Where the records below reach the line containing "<path> element has", start transcribing, and end with the line containing "node.attribute(name)", exactly and with nothing else added.

**Data for review**

....

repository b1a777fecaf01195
use crate::foundation::core::Rgba8;
use crate::foundation::error::{CaseforgeError, CaseforgeResult};
use crate::geometry::shape::ShapeGeometry;

/// One primitive lifted out of a template document, with resolved paint.
#[derive(Clone, Debug, PartialEq)]
pub struct TemplateShape {
    /// The shape's geometry.
    pub geometry: ShapeGeometry,
    /// Resolved fill color, `None` for `fill="none"` or unparseable paint.
    pub fill: Option<Rgba8>,
    /// Resolved stroke color, `None` for `stroke="none"` or unparseable paint.
    pub stroke: Option<Rgba8>,
}

/// Parse a raw SVG template document into a flat, document-ordered list of
/// primitives.
///
/// Walks `path`, `rect`, `circle`, and `ellipse` elements at any nesting
/// depth. Fill and stroke are resolved per element: inline `style`
/// declarations win over presentation attributes, then the nearest ancestor
/// (group inheritance). Elements of other kinds are skipped.
pub fn parse_template(bytes: &[u8]) -> CaseforgeResult<Vec<TemplateShape>> {
    let text = std::str::from_utf8(bytes)
        .map_err(|e| CaseforgeError::asset_decode(format!("template is not valid UTF-8: {e}")))?;
    let doc = roxmltree::Document::parse(text)
        .map_err(|e| CaseforgeError::asset_decode(format!("template is not valid XML: {e}")))?;

    let root = doc.root_element();
    if !root.tag_name().name().eq_ignore_ascii_case("svg") {
        return Err(CaseforgeError::asset_decode(format!(
            "template root element is <{}>, expected <svg>",
            root.tag_name().name()
        )));
    }

    let mut shapes = Vec::new();
    for node in root.descendants().filter(|n| n.is_element()) {
        let Some(geometry) = geometry_for(&node)? else {
            continue;
        };
        shapes.push(TemplateShape {
            geometry,
            fill: resolved_paint(&node, "fill"),
            stroke: resolved_paint(&node, "stroke"),
        });
    }

    tracing::debug!(shapes = shapes.len(), "parsed template document");
    Ok(shapes)
}

fn geometry_for(node: &roxmltree::Node<'_, '_>) -> CaseforgeResult<Option<ShapeGeometry>> {
    let geometry = match node.tag_name().name() {
        "rect" => ShapeGeometry::Rect {
            x: length(node, "x"),
            y: length(node, "y"),
            width: length(node, "width"),
            height: length(node, "height"),
            rx: length(node, "rx"),
            ry: length(node, "ry"),
        },
        "circle" => ShapeGeometry::Circle {
            cx: length(node, "cx"),
            cy: length(node, "cy"),
            r: length(node, "r"),
        },
        "ellipse" => ShapeGeometry::Ellipse {
            cx: length(node, "cx"),
            cy: length(node, "cy"),
            rx: length(node, "rx"),
            ry: length(node, "ry"),
        },
        "path" => {
            let d = node.attribute("d").unwrap_or("").trim();
            if d.is_empty() {
                return Err(CaseforgeError::asset_decode(
                    "template <path> element has no path data",
                ));
            }
            ShapeGeometry::Path { d: d.to_string() }
        }
        _ => return Ok(None),
    };
    Ok(Some(geometry))
}

fn length(node: &roxmltree::Node<'_, '_>, name: &str) -> f64 {
    node.attribute(name)
        .and_then(|v| v.trim().trim_end_matches("px").parse::<f64>().ok())
        .unwrap_or(0.0)
}

/// Resolve `fill` or `stroke` for an element, honoring group inheritance.
fn resolved_paint(node: &roxmltree::Node<'_, '_>, name: &str) -> Option<Rgba8> {
    for ancestor in node.ancestors().filter(|n| n.is_element()) {
        let value = style_declaration(&ancestor, name).or_else(|| ancestor.attribute(name));
        if let Some(value) = value {
            return paint_color(value);
        }
    }
    None
}

/// Pull one property out of an inline `style` attribute.
fn style_declaration<'a>(node: &roxmltree::Node<'a, '_>, name: &str) -> Option<&'a str> {
    let style = node.attribute("style")?;
    for decl in style.split(';') {
        let mut parts = decl.splitn(2, ':');
        let key = parts.next()?.trim();
        if key.eq_ignore_ascii_case(name) {
            return Some(parts.next().unwrap_or("").trim());
        }
    }
    None
}

fn paint_color(value: &str) -> Option<Rgba8> {
    let value = value.trim();
    if value.is_empty() || value.eq_ignore_ascii_case("none") {
        return None;
    }
    match Rgba8::from_hex(value) {
        Ok(c) => Some(c),
        Err(_) => {
            // Gradients, url() references, and named colors never take part in
            // classification; an unmatched shape is ignored, not an error.
            tracing::debug!(paint = value, "ignoring non-hex paint value");
            None
        }
    }
}

#[cfg(test)]
#[path = "../../tests/unit/template/document.rs"]
mod tests;
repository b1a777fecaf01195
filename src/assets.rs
pub(crate) mod decode;
pub(crate) mod text;
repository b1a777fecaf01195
pub(crate) mod shape;
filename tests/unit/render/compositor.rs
use super::*;

use crate::foundation::core::Point;

fn model() -> PhoneModel {
    PhoneModel {
        id: "mk-one".to_string(),
        name: "Mark One".to_string(),
        brand: "Acme".to_string(),
        width: 100.0,
        height: 200.0,
        min_x: 0.0,
        min_y: 0.0,
        screen_ratio: 0.5,
        outline_path: "M 0 0 L 100 0 L 100 200 L 0 200 Z".to_string(),
        cutout_path: "M 70 30 L 90 30 L 90 50 L 70 50 Z".to_string(),
        safe_zone_path: "M 5 10 L 95 10 L 95 190 L 5 190 Z".to_string(),
        safe_zone_synthesized: true,
    }
}

#[test]
fn empty_design_composites_to_a_white_supersampled_jpeg() {
    let m = model();
    let state = DesignState::new_for_model(&m);
    let mut compositor = Compositor::new(std::env::temp_dir());

    let target = compositor.composite(&m, &state).unwrap();
    assert_eq!(target.model_id, "mk-one");
    assert_eq!(target.width, 250); // ceil(100 * 2.5)
    assert_eq!(target.height, 500); // ceil(200 * 2.5)
    assert_eq!(target.revision, 0);

    let decoded = image::load_from_memory(&target.jpeg).unwrap();
    assert_eq!((decoded.width(), decoded.height()), (250, 500));
    let rgb = decoded.to_rgb8();
    let px = rgb.get_pixel(125, 250);
    for c in px.0 {
        assert!(c > 240, "surface should be near-white, got {px:?}");
    }
}

#[test]
fn stripped_image_source_aborts_the_composite() {
    let m = model();
    let mut state = DesignState::new_for_model(&m);
    state.set_image("uploads/cat.png", 800, 600);
    let state = state.stripped_for_submission();

    let mut compositor = Compositor::new(std::env::temp_dir());
    let err = compositor.composite(&m, &state).unwrap_err();
    assert!(matches!(err, CaseforgeError::Validation(_)));
}

#[test]
fn missing_asset_bytes_surface_the_path_in_the_error() {
    let m = model();
    let mut state = DesignState::new_for_model(&m);
    state.set_image("uploads/does-not-exist.png", 800, 600);

    let mut compositor = Compositor::new(std::env::temp_dir());
    let err = compositor.composite(&m, &state).unwrap_err();
    assert!(err.to_string().contains("does-not-exist.png"));
}

#[test]
fn encode_jpeg_emits_a_decodable_jfif_stream() {
    let rgba = vec![255u8; 4 * 4 * 4];
    let jpeg = encode_jpeg(&rgba, 4, 4).unwrap();
    assert_eq!(&jpeg[..2], &[0xff, 0xd8]); // SOI marker
    let decoded = image::load_from_memory(&jpeg).unwrap();
    assert_eq!((decoded.width(), decoded.height()), (4, 4));
}

#[test]
fn image_paint_rejects_byte_length_mismatch() {
    let err = image_paint(&[0u8; 12], 2, 2).unwrap_err();
    assert!(matches!(err, CaseforgeError::Validation(_)));
}

#[test]
fn bezpath_conversion_preserves_every_element() {
    let mut path = BezPath::new();
    path.move_to(Point::new(0.0, 0.0));
    path.line_to(Point::new(10.0, 0.0));
    path.quad_to(Point::new(15.0, 5.0), Point::new(10.0, 10.0));
    path.curve_to(
        Point::new(5.0, 12.0),
        Point::new(2.0, 12.0),
        Point::new(0.0, 10.0),
    );
    path.close_path();

    let converted = bezpath_to_cpu(&path);
    assert_eq!(converted.elements().len(), path.elements().len());
}
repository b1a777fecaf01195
//! Caseforge turns a color-conventioned vector case template plus a user's
//! design session into a print-ready raster.
//!
//! # Pipeline overview
//!
//! 1. **Ingest**: raw SVG bytes -> flat primitives with resolved paint
//!    ([`parse_template`])
//! 2. **Classify**: primitives -> outline / cutouts / safe zones by color
//!    convention ([`classify`])
//! 3. **Build**: classification -> one immutable [`PhoneModel`]
//!    ([`build_model`])
//! 4. **Design**: a session mutates its own [`DesignState`] (image layer +
//!    independent text layers, all offsets relative to the template's
//!    bounding-box center)
//! 5. **Plan**: model + state -> ordered draw ops with absolute affines
//!    ([`plan_composite`]), resolution-independent
//! 6. **Composite**: execute the plan on a supersampled surface, clipped to
//!    the outline, and encode the print JPEG ([`Compositor`])
//!
//! The key design constraints:
//!
//! - **No unsafe**: `unsafe` is forbidden in this crate.
//! - **Zero drift**: the compositor applies the supersampling factor as one
//!   global scale, so the plan's math is identical on screen and in print.
//! - **All-or-nothing construction**: no half-built `PhoneModel`,
//!   `DesignState`, or `RenderTarget` ever escapes a failed operation.
//! - **No IO in the planner**: asset IO is front-loaded in the compositor's
//!   preparation stage; classification and planning are pure.
#![forbid(unsafe_code)]
#![deny(missing_docs)]

mod assets;
mod design;
mod foundation;
mod geometry;
mod order;
mod render;
mod template;

pub use assets::decode::{
    DOWNSAMPLE_BOUND, DOWNSAMPLE_THRESHOLD, MIN_UPLOAD_HEIGHT, MIN_UPLOAD_WIDTH, PreparedImage,
    decode_image, prepare_upload,
};
pub use assets::text::TextLayoutEngine;
pub use design::state::{
    DesignState, ImageLayer, LayerTransform, TextElement, cover_fit_scale,
};
pub use foundation::core::{Affine, BezPath, Point, Rect, Rgba8, Shape, Vec2};
pub use foundation::error::{CaseforgeError, CaseforgeResult};
pub use geometry::shape::{ShapeGeometry, parse_path_d};
pub use order::record::OrderRecord;
pub use render::compositor::{Compositor, JPEG_QUALITY, RenderTarget, SUPERSAMPLE_FACTOR};
pub use render::plan::{CompositePlan, DrawOp, LayerMetrics, layer_affine, plan_composite};
pub use template::builder::{SAFE_ZONE_INSET_RATIO, TemplateMeta, build_model};
pub use template::classify::{
    Classification, ClassifyOptions, OutlineCandidates, ShapeClass, classify,
};
pub use template::document::{TemplateShape, parse_template};
pub use template::model::{PhoneModel, export_catalog, import_catalog};
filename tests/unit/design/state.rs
use super::*;

fn model() -> PhoneModel {
    PhoneModel {
        id: "mk-one".to_string(),
        name: "Mark One".to_string(),
        brand: "Acme".to_string(),
        width: 100.0,
        height: 200.0,
        min_x: 0.0,
        min_y: 0.0,
        screen_ratio: 0.5,
        outline_path: "M 0 0 L 100 0 L 100 200 L 0 200 Z".to_string(),
        cutout_path: String::new(),
        safe_zone_path: "M 5 10 L 95 10 L 95 190 L 5 190 Z".to_string(),
        safe_zone_synthesized: true,
    }
}

#[test]
fn new_state_is_all_identity() {
    let state = DesignState::new_for_model(&model());
    assert_eq!(state.model_id, "mk-one");
    assert!(state.image.is_none());
    assert!(state.text_elements.is_empty());
    assert_eq!(state.revision, 0);
}

#[test]
fn set_image_resets_transform_and_bumps_revision() {
    let mut state = DesignState::new_for_model(&model());
    state.set_image("uploads/cat.png", 800, 600);
    state
        .set_image_transform(LayerTransform { scale: 2.0, rotation_deg: 45.0, x: 3.0, y: 4.0 })
        .unwrap();
    let rev = state.revision;

    state.set_image("uploads/dog.png", 640, 640);
    let image = state.image.as_ref().unwrap();
    assert_eq!(image.transform, LayerTransform::default());
    assert_eq!(image.natural_width, 640);
    assert!(state.revision > rev);
}

#[test]
fn cover_fit_uses_the_larger_axis_ratio() {
    // 100/400 = 0.25, 200/400 = 0.5 -> cover picks 0.5 (crops horizontally).
    assert_eq!(cover_fit_scale(&model(), 400, 400).unwrap(), 0.5);
    // Wide image: 100/50 = 2.0 wins over 200/400 = 0.5.
    assert_eq!(cover_fit_scale(&model(), 50, 400).unwrap(), 2.0);
}

#[test]
fn fit_image_to_case_is_idempotent() {
    let mut state = DesignState::new_for_model(&model());
    state.set_image("uploads/cat.png", 400, 400);
    state
        .set_image_transform(LayerTransform { scale: 3.0, rotation_deg: 10.0, x: 7.0, y: -2.0 })
        .unwrap();

    state.fit_image_to_case(&model()).unwrap();
    let once = state.image.clone().unwrap();
    state.fit_image_to_case(&model()).unwrap();
    let twice = state.image.clone().unwrap();

    assert_eq!(once, twice);
    assert_eq!(once.transform.scale, 0.5);
    assert_eq!(once.transform.rotation_deg, 0.0);
    assert_eq!(once.transform.x, 0.0);
    assert_eq!(once.transform.y, 0.0);
}

#[test]
fn rotate_there_and_back_restores_the_transform() {
    let mut state = DesignState::new_for_model(&model());
    state.push_text(TextElement {
        content: "hello".to_string(),
        font_source: "fonts/inter.ttf".to_string(),
        size_px: 24.0,
        weight: 400,
        color: Rgba8::opaque(0, 0, 0),
        transform: LayerTransform { scale: 1.5, rotation_deg: 30.0, x: 5.0, y: 6.0 },
    });
    let original = state.text_elements[0].transform;

    let mut t = original;
    t.rotation_deg += 90.0;
    state.set_text_transform(0, t).unwrap();
    let mut t = state.text_elements[0].transform;
    t.rotation_deg += -90.0;
    state.set_text_transform(0, t).unwrap();

    let back = state.text_elements[0].transform;
    assert!((back.rotation_deg - original.rotation_deg).abs() < 1e-9);
    assert_eq!(back.scale, original.scale);
    assert_eq!(back.x, original.x);
    assert_eq!(back.y, original.y);
}

#[test]
fn stripped_form_drops_only_the_image_reference() {
    let mut state = DesignState::new_for_model(&model());
    state.set_image("uploads/cat.png", 800, 600);
    state
        .set_image_transform(LayerTransform { scale: 2.0, rotation_deg: 15.0, x: 1.0, y: 2.0 })
        .unwrap();

    let frozen = state.stripped_for_submission();
    let image = frozen.image.as_ref().unwrap();
    assert_eq!(image.source, None);
    assert_eq!(image.natural_width, 800);
    assert_eq!(image.transform, state.image.as_ref().unwrap().transform);
    // The live state keeps its reference.
    assert!(state.image.as_ref().unwrap().source.is_some());
}

#[test]
fn transform_mutations_validate_inputs() {
    let mut state = DesignState::new_for_model(&model());
    state.set_image("uploads/cat.png", 800, 600);
    assert!(
        state
            .set_image_transform(LayerTransform { scale: 0.0, ..LayerTransform::default() })
            .is_err()
    );
    assert!(
        state
            .set_image_transform(LayerTransform { x: f64::NAN, ..LayerTransform::default() })
            .is_err()
    );
    assert!(state.set_text_transform(0, LayerTransform::default()).is_err());
}

#[test]
fn serde_round_trip_preserves_the_session() {
    let mut state = DesignState::new_for_model(&model());
    state.set_image("uploads/cat.png", 800, 600);
    state.push_text(TextElement {
        content: "yo".to_string(),
        font_source: "fonts/inter.ttf".to_string(),
        size_px: 18.0,
        weight: 700,
        color: Rgba8::opaque(30, 30, 30),
        transform: LayerTransform::default(),
    });

    let json = serde_json::to_string(&state).unwrap();
    let back: DesignState = serde_json::from_str(&json).unwrap();
    assert_eq!(back, state);
}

....

**Result of this task**
                    "template <path> element has no path data",
                ));
            }
            ShapeGeometry::Path { d: d.to_string() }
        }
        _ => return Ok(None),
    };
    Ok(Some(geometry))
}

fn length(node: &roxmltree::Node<'_, '_>, name: &str) -> f64 {
    node.attribute(name)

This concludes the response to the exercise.